Work instruction: Among the records below, find the lines with the word "completed" and copy them.

Material for the task:
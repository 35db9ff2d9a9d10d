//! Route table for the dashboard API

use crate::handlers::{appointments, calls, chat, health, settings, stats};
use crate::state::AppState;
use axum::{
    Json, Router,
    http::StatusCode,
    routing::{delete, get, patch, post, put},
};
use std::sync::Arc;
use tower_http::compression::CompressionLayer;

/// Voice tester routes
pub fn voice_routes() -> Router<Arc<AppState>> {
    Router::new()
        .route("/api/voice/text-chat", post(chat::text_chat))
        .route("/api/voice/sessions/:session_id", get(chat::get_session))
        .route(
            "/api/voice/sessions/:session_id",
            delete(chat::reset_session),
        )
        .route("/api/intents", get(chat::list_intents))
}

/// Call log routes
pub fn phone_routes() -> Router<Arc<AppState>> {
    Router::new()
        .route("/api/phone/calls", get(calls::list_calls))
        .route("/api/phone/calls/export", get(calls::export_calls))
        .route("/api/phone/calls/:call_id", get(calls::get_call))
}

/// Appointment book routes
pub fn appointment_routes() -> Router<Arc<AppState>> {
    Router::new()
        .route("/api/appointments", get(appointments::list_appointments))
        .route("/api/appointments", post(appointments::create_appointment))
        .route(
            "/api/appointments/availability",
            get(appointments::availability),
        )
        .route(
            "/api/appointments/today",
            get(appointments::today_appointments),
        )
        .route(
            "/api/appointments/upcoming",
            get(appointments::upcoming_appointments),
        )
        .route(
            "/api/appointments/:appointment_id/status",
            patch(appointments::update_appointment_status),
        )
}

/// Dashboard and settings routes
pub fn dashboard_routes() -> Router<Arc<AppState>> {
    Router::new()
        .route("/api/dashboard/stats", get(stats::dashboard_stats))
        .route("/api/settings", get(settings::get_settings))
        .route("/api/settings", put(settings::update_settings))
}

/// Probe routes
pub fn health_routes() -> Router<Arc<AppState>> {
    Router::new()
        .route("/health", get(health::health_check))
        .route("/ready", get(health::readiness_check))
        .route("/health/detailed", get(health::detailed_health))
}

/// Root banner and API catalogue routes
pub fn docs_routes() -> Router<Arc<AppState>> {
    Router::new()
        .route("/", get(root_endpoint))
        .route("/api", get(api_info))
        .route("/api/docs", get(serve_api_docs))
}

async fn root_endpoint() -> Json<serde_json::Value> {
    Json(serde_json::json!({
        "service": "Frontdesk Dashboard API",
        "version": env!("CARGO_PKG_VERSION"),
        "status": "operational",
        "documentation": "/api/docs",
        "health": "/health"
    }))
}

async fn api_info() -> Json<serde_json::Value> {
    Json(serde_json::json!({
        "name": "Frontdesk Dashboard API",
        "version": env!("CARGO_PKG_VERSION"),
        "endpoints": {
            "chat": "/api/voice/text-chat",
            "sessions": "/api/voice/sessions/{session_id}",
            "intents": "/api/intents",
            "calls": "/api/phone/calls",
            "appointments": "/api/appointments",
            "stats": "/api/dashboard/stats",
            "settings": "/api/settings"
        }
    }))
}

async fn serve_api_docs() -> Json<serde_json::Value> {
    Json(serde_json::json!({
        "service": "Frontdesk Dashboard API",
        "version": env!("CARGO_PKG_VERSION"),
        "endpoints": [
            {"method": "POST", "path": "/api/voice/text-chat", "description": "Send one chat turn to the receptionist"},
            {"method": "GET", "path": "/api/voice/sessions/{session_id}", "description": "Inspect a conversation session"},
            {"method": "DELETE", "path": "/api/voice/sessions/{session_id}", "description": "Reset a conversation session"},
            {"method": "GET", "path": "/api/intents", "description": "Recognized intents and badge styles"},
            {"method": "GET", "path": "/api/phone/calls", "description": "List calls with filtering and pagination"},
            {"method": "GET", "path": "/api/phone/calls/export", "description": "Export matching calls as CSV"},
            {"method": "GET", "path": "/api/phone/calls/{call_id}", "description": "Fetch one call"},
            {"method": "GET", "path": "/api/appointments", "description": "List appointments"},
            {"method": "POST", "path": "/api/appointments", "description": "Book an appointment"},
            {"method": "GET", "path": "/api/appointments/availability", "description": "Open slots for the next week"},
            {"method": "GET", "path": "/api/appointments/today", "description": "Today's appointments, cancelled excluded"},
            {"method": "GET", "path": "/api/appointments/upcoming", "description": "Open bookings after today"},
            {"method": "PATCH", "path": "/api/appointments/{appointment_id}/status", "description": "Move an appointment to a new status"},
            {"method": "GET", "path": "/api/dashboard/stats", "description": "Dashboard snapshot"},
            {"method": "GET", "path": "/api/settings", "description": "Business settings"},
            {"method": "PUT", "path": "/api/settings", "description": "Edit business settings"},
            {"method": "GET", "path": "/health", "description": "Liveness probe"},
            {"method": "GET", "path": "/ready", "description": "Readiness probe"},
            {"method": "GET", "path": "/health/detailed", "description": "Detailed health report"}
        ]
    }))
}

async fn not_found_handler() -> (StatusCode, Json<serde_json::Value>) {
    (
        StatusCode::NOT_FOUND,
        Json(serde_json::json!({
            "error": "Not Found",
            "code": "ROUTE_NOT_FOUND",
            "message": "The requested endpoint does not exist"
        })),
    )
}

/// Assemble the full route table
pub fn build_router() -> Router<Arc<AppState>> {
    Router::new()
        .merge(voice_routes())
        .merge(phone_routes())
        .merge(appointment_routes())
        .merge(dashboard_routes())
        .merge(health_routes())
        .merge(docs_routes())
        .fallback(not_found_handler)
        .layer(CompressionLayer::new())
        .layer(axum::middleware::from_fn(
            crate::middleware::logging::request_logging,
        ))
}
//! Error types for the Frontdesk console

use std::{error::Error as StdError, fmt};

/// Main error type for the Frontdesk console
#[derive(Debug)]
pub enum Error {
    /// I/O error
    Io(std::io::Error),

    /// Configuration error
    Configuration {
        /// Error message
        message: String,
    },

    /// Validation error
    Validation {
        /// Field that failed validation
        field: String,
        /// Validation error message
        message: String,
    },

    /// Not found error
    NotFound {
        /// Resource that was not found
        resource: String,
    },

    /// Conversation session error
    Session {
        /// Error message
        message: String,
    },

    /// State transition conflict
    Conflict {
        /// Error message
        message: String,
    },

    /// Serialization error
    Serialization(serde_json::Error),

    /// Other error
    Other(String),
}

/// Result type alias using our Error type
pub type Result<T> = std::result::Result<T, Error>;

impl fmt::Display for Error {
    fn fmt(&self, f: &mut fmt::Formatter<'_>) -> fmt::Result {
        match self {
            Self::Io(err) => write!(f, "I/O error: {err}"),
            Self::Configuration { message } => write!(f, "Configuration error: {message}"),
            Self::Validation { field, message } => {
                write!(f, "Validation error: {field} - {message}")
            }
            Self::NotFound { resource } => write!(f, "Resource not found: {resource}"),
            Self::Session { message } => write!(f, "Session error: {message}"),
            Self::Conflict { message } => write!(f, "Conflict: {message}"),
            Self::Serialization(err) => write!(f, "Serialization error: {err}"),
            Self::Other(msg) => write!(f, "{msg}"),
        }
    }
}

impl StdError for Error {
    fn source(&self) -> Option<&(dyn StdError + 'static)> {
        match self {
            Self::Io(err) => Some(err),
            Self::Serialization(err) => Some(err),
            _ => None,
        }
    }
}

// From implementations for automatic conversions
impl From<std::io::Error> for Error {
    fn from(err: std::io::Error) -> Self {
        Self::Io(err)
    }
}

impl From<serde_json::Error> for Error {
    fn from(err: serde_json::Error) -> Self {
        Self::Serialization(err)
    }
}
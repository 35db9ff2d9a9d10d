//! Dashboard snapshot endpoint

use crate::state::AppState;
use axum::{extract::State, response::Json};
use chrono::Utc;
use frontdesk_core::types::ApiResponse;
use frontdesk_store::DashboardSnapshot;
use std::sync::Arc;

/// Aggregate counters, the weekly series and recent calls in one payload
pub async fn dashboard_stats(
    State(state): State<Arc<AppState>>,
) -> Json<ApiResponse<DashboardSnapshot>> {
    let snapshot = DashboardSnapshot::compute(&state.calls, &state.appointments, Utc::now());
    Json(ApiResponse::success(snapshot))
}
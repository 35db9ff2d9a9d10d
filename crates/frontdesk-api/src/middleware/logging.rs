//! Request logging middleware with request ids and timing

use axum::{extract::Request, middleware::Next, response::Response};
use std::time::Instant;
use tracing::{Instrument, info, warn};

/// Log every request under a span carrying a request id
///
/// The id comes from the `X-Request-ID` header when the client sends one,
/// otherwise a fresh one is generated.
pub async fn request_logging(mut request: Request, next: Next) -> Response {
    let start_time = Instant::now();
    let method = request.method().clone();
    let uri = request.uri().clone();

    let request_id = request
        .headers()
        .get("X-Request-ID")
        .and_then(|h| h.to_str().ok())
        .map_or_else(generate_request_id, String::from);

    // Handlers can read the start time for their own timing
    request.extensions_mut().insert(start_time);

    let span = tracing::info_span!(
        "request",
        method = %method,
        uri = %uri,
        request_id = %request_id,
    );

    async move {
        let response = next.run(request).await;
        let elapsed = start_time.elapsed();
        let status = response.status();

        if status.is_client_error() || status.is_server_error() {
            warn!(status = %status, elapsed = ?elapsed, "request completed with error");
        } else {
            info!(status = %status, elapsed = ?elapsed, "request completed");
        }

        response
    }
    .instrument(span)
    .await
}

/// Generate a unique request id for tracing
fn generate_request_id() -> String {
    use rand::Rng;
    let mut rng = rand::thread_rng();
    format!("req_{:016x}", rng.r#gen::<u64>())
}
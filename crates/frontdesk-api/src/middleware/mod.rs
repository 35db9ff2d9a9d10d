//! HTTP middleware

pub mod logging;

Written solution:
            warn!(status = %status, elapsed = ?elapsed, "request completed with error");
            info!(status = %status, elapsed = ?elapsed, "request completed");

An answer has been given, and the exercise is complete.